Output all of the entries below precisely as written.

[Saved entries]
_ _ _ _

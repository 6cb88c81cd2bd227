//! Error kinds for READ_X, WRITE_X, and their shared configuration.

/// A bad configuration value caught at construction time, rather than
/// at first use.
#[derive(Debug, Clone, Copy, PartialEq, Eq)]
#[cfg_attr(feature = "defmt", derive(defmt::Format))]
pub enum ConfigError {
    /// `mtu` is outside [crate::mtu::MIN_MTU]..=[crate::mtu::MAX_MTU].
    MtuOutOfRange,
    /// `send_redundancy` was zero.
    ZeroRedundancy,
}

/// Errors from the READ_X (server sender) state machine.
#[derive(Debug, Clone, PartialEq, Eq)]
#[cfg_attr(feature = "defmt", derive(defmt::Format))]
pub enum ReadXError<S, R> {
    /// The caller passed an empty `data` slice.
    EmptyData,
    /// `data` needs more than 4095 chunks at this MTU.
    TooManyChunks,
    /// No START magic (or anything) arrived before `start_timeout_ms`,
    /// or no response arrived before `ack_timeout_ms`.
    Timeout,
    /// The frame received in `WaitStart` was not the START magic.
    InvalidStartMagic,
    /// The frame received in `WaitResp` was neither an ACK nor a
    /// parseable, non-empty loss list.
    InvalidResponse,
    /// The transport failed to accept a send.
    Send(S),
    /// The transport failed permanently while receiving.
    Recv(R),
}

/// Errors from the WRITE_X (server receiver) state machine.
#[derive(Debug, Clone, PartialEq, Eq)]
#[cfg_attr(feature = "defmt", derive(defmt::Format))]
pub enum WriteXError<S, R> {
    /// More than `max_retries` consecutive timeouts elapsed.
    Timeout,
    /// A received frame was too short to contain a header, or the
    /// header failed [crate::chunk::Header::validate].
    InvalidPacket,
    /// The header's `total`/`seq` fields were individually well-formed
    /// but the frame could not be interpreted as a chunk.
    InvalidHeader,
    /// A chunk payload was larger than `mtu - 3`.
    ChunkTooLarge,
    /// A later chunk's `total` disagreed with the first chunk's.
    TotalMismatch,
    /// `recv_buf` is smaller than `total * data_chunk_size`.
    BufferTooSmall,
    /// The transport failed to accept a send.
    Send(S),
    /// The transport failed permanently while receiving.
    Recv(R),
}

_ _ _ _

Solution:
repository 6cb88c81cd2bd227
//! Error kinds for READ_X, WRITE_X, and their shared configuration.

/// A bad configuration value caught at construction time, rather than
/// at first use.
#[derive(Debug, Clone, Copy, PartialEq, Eq)]
#[cfg_attr(feature = "defmt", derive(defmt::Format))]
pub enum ConfigError {
    /// `mtu` is outside [crate::mtu::MIN_MTU]..=[crate::mtu::MAX_MTU].
    MtuOutOfRange,
    /// `send_redundancy` was zero.
    ZeroRedundancy,
}

/// Errors from the READ_X (server sender) state machine.
#[derive(Debug, Clone, PartialEq, Eq)]
#[cfg_attr(feature = "defmt", derive(defmt::Format))]
pub enum ReadXError<S, R> {
    /// The caller passed an empty `data` slice.
    EmptyData,
    /// `data` needs more than 4095 chunks at this MTU.
    TooManyChunks,
    /// No START magic (or anything) arrived before `start_timeout_ms`,
    /// or no response arrived before `ack_timeout_ms`.
    Timeout,
    /// The frame received in `WaitStart` was not the START magic.
    InvalidStartMagic,
    /// The frame received in `WaitResp` was neither an ACK nor a
    /// parseable, non-empty loss list.
    InvalidResponse,
    /// The transport failed to accept a send.
    Send(S),
    /// The transport failed permanently while receiving.
    Recv(R),
}

/// Errors from the WRITE_X (server receiver) state machine.
#[derive(Debug, Clone, PartialEq, Eq)]
#[cfg_attr(feature = "defmt", derive(defmt::Format))]
pub enum WriteXError<S, R> {
    /// More than `max_retries` consecutive timeouts elapsed.
    Timeout,
    /// A received frame was too short to contain a header, or the
    /// header failed [crate::chunk::Header::validate].
    InvalidPacket,
    /// The header's `total`/`seq` fields were individually well-formed
    /// but the frame could not be interpreted as a chunk.
    InvalidHeader,
    /// A chunk payload was larger than `mtu - 3`.
    ChunkTooLarge,
    /// A later chunk's `total` disagreed with the first chunk's.
    TotalMismatch,
    /// `recv_buf` is smaller than `total * data_chunk_size`.
    BufferTooSmall,
    /// The transport failed to accept a send.
    Send(S),
    /// The transport failed permanently while receiving.
    Recv(R),
}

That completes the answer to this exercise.